Sorry to hear you’re having difficulties. Glad to see you received some solid responses above. The only things I could add is that your response to Chris above makes me think you may be using too much air.
One of the crucial things we must teach ourselves to do is separate Air from Shape. Shape determines pitch. Air is for volume and long notes.
In my experience, the best way to separate the two is by focusing on Passively released air–taking a nice full breath (Body Concert Hall “BCH”) then releasing that air into the horn naturally and then observing objectively how changes you make in Shape effect pitch and trying to make minute adjustments to maximize Resonance–the optimum balance of Air and Shape, when efficiency is maximized and our sound is the best.

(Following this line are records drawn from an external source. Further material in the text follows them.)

// jnativetracer/src/sys/jvmti.rs
//
// JVMTI (JVM Tool Interface) types and function table.
//
// As with the JNI table, only the functions the tracer calls are typed and the
// rest of each region is padding of the right width. Slot numbers in the
// comments are the 1-based positions used by jvmti.h.

#![allow(non_upper_case_globals)]
#![allow(non_camel_case_types)]
#![allow(non_snake_case)]

use crate::sys::jni::{jboolean, jclass, jfieldID, jint, jlong, jmethodID, jobject, jthread, jvalue, JNIEnv, Slot};
use std::os::raw::{c_char, c_uchar};

// --- Constants ---
pub const JVMTI_VERSION_1_2: jint = 0x30010200;

pub const JVMTI_EVENT_VM_INIT: u32 = 50;
pub const JVMTI_EVENT_FIELD_MODIFICATION: u32 = 64;
pub const JVMTI_EVENT_METHOD_ENTRY: u32 = 65;
/// Highest event number known to the callback table (JDK 21 VirtualThreadEnd).
pub const JVMTI_MAX_EVENT_TYPE_VAL: u32 = 88;

pub const JVMTI_ENABLE: jint = 1;
pub const JVMTI_DISABLE: jint = 0;

pub type jlocation = jlong;

// --- Error Codes ---

/// A raw `jvmtiError`.
///
/// Kept as a transparent integer rather than an enum: the VM may return codes
/// this crate does not name.
#[repr(transparent)]
#[derive(Debug, Copy, Clone, PartialEq, Eq, Hash)]
pub struct jvmtiError(pub u32);

impl jvmtiError {
    pub const NONE: Self = Self(0);
    pub const NOT_AVAILABLE: Self = Self(98);
    pub const INVALID_ENVIRONMENT: Self = Self(116);

    pub fn is_ok(self) -> bool {
        self == Self::NONE
    }
}

// --- Capabilities ---
#[repr(C)]
#[derive(Debug, Copy, Clone, Default, PartialEq, Eq)]
pub struct jvmtiCapabilities {
    bits: [u32; 4],
}

impl jvmtiCapabilities {
    fn set_bit(&mut self, bit_offset: usize, value: bool) {
        let word_index = bit_offset / 32;
        let bit_index = bit_offset % 32;
        if value {
            self.bits[word_index] |= 1 << bit_index;
        } else {
            self.bits[word_index] &= !(1 << bit_index);
        }
    }

    fn get_bit(&self, bit_offset: usize) -> bool {
        let word_index = bit_offset / 32;
        let bit_index = bit_offset % 32;
        (self.bits[word_index] & (1 << bit_index)) != 0
    }

    // [1]
    pub fn set_can_generate_field_modification_events(&mut self, v: bool) { self.set_bit(1, v); }
    pub fn can_generate_field_modification_events(&self) -> bool { self.get_bit(1) }

    // [24]
    pub fn set_can_generate_method_entry_events(&mut self, v: bool) { self.set_bit(24, v); }
    pub fn can_generate_method_entry_events(&self) -> bool { self.get_bit(24) }
}

// --- Function types ---
pub type JvmtiSetEventNotificationModeFn =
    unsafe extern "system" fn(env: *mut jvmtiEnv, mode: jint, event_type: u32, event_thread: jthread) -> jvmtiError;
pub type JvmtiSetFieldModificationWatchFn =
    unsafe extern "system" fn(env: *mut jvmtiEnv, klass: jclass, field: jfieldID) -> jvmtiError;
pub type JvmtiDeallocateFn = unsafe extern "system" fn(env: *mut jvmtiEnv, mem: *mut c_uchar) -> jvmtiError;
pub type JvmtiGetMethodNameFn = unsafe extern "system" fn(
    env: *mut jvmtiEnv,
    method: jmethodID,
    name_ptr: *mut *mut c_char,
    signature_ptr: *mut *mut c_char,
    generic_ptr: *mut *mut c_char,
) -> jvmtiError;
pub type JvmtiIsMethodNativeFn =
    unsafe extern "system" fn(env: *mut jvmtiEnv, method: jmethodID, is_native_ptr: *mut jboolean) -> jvmtiError;
pub type JvmtiSetEventCallbacksFn = unsafe extern "system" fn(
    env: *mut jvmtiEnv,
    callbacks: *const jvmtiEventCallbacks,
    size_of_callbacks: jint,
) -> jvmtiError;
pub type JvmtiGetErrorNameFn =
    unsafe extern "system" fn(env: *mut jvmtiEnv, error: jvmtiError, name_ptr: *mut *mut c_char) -> jvmtiError;
pub type JvmtiAddCapabilitiesFn =
    unsafe extern "system" fn(env: *mut jvmtiEnv, capabilities_ptr: *const jvmtiCapabilities) -> jvmtiError;

// --- Event callback types ---
pub type JvmtiVMInitFn = unsafe extern "system" fn(jvmti_env: *mut jvmtiEnv, jni_env: *mut JNIEnv, thread: jthread);

pub type JvmtiFieldModificationFn = unsafe extern "system" fn(
    jvmti_env: *mut jvmtiEnv,
    jni_env: *mut JNIEnv,
    thread: jthread,
    method: jmethodID,
    location: jlocation,
    field_klass: jclass,
    object: jobject,
    field: jfieldID,
    signature_type: c_char,
    new_value: jvalue,
);

pub type JvmtiMethodEntryFn =
    unsafe extern "system" fn(jvmti_env: *mut jvmtiEnv, jni_env: *mut JNIEnv, thread: jthread, method: jmethodID);

#[repr(C)]
pub struct jvmtiInterface_1_ {
    /*   1:  RESERVED */
    pub reserved1: Slot,
    /*   2: Set Event Notification Mode */
    pub SetEventNotificationMode: Option<JvmtiSetEventNotificationModeFn>,
    /*   3-42: modules, threads, frames, locals, raw monitors, breakpoints, access watches */
    pub _slots_3_42: [Slot; 40],
    /*   43: Set Field Modification Watch */
    pub SetFieldModificationWatch: Option<JvmtiSetFieldModificationWatchFn>,
    /*   44-46: Clear Field Modification Watch, Is Modifiable Class, Allocate */
    pub _slots_44_46: [Slot; 3],
    /*   47: Deallocate */
    pub Deallocate: Option<JvmtiDeallocateFn>,
    /*   48-63: class and field information */
    pub _slots_48_63: [Slot; 16],
    /*   64: Get Method Name (and Signature) */
    pub GetMethodName: Option<JvmtiGetMethodNameFn>,
    /*   65-75: method information */
    pub _slots_65_75: [Slot; 11],
    /*   76: Is Method Native */
    pub IsMethodNative: Option<JvmtiIsMethodNativeFn>,
    /*   77-121: class loading, heap, stack traces, JNI table */
    pub _slots_77_121: [Slot; 45],
    /*   122: Set Event Callbacks */
    pub SetEventCallbacks: Option<JvmtiSetEventCallbacksFn>,
    /*   123-127: Generate Events, extensions, Dispose Environment */
    pub _slots_123_127: [Slot; 5],
    /*   128: Get Error Name */
    pub GetErrorName: Option<JvmtiGetErrorNameFn>,
    /*   129-141: properties, phase, timers, potential capabilities */
    pub _slots_129_141: [Slot; 13],
    /*   142: Add Capabilities */
    pub AddCapabilities: Option<JvmtiAddCapabilitiesFn>,
}

#[repr(C)]
pub struct jvmtiEnv {
    pub functions: *const jvmtiInterface_1_,
}

/// Event callback table, indexed by `event - JVMTI_EVENT_VM_INIT`.
///
/// The VM copies at most its own `sizeof(jvmtiEventCallbacks)`, so the table
/// can be handed to older VMs that know fewer events.
#[repr(C)]
#[derive(Copy, Clone)]
pub struct jvmtiEventCallbacks {
    /* 50 */
    pub VMInit: Option<JvmtiVMInitFn>,
    /* 51-63: VMDeath .. FieldAccess */
    pub _events_51_63: [Slot; 13],
    /* 64 */
    pub FieldModification: Option<JvmtiFieldModificationFn>,
    /* 65 */
    pub MethodEntry: Option<JvmtiMethodEntryFn>,
    /* 66-88: MethodExit .. VirtualThreadEnd */
    pub _events_66_88: [Slot; 23],
}

impl Default for jvmtiEventCallbacks {
    fn default() -> Self {
        Self {
            VMInit: None,
            _events_51_63: [std::ptr::null(); 13],
            FieldModification: None,
            MethodEntry: None,
            _events_66_88: [std::ptr::null(); 23],
        }
    }
}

One visualization that helps me is to focus on the air leaving the aperture and leading with the air–letting the air through the aperture then responding with Shape to the air to obtain the desired pitch.
Another WindWorks member, I’m sorry I forget who, gave the example of visualizing a coffee stirrer / bar straw being held in your lips for higher notes–a small aperture. The better the visualization, the more success they had with a good sound above the staff. This helped me too.
Also, recently, I looked in the mirror and made the smallest aperture I could while still releasing air, then made a larger one like when playing low C and I noticed how little effort it took to make the two different apertures. This helped me while playing avoiding straining while releasing air to produce notes above the staff. Tension is needed at the sides of the embouchure, but not within the top lip / middle part of the lips where the vibrating surface is / where the lips interact with the air–if we engage that part of the lips, it limits their ability to vibrate freely/fast and produce higher vibrations / pitches.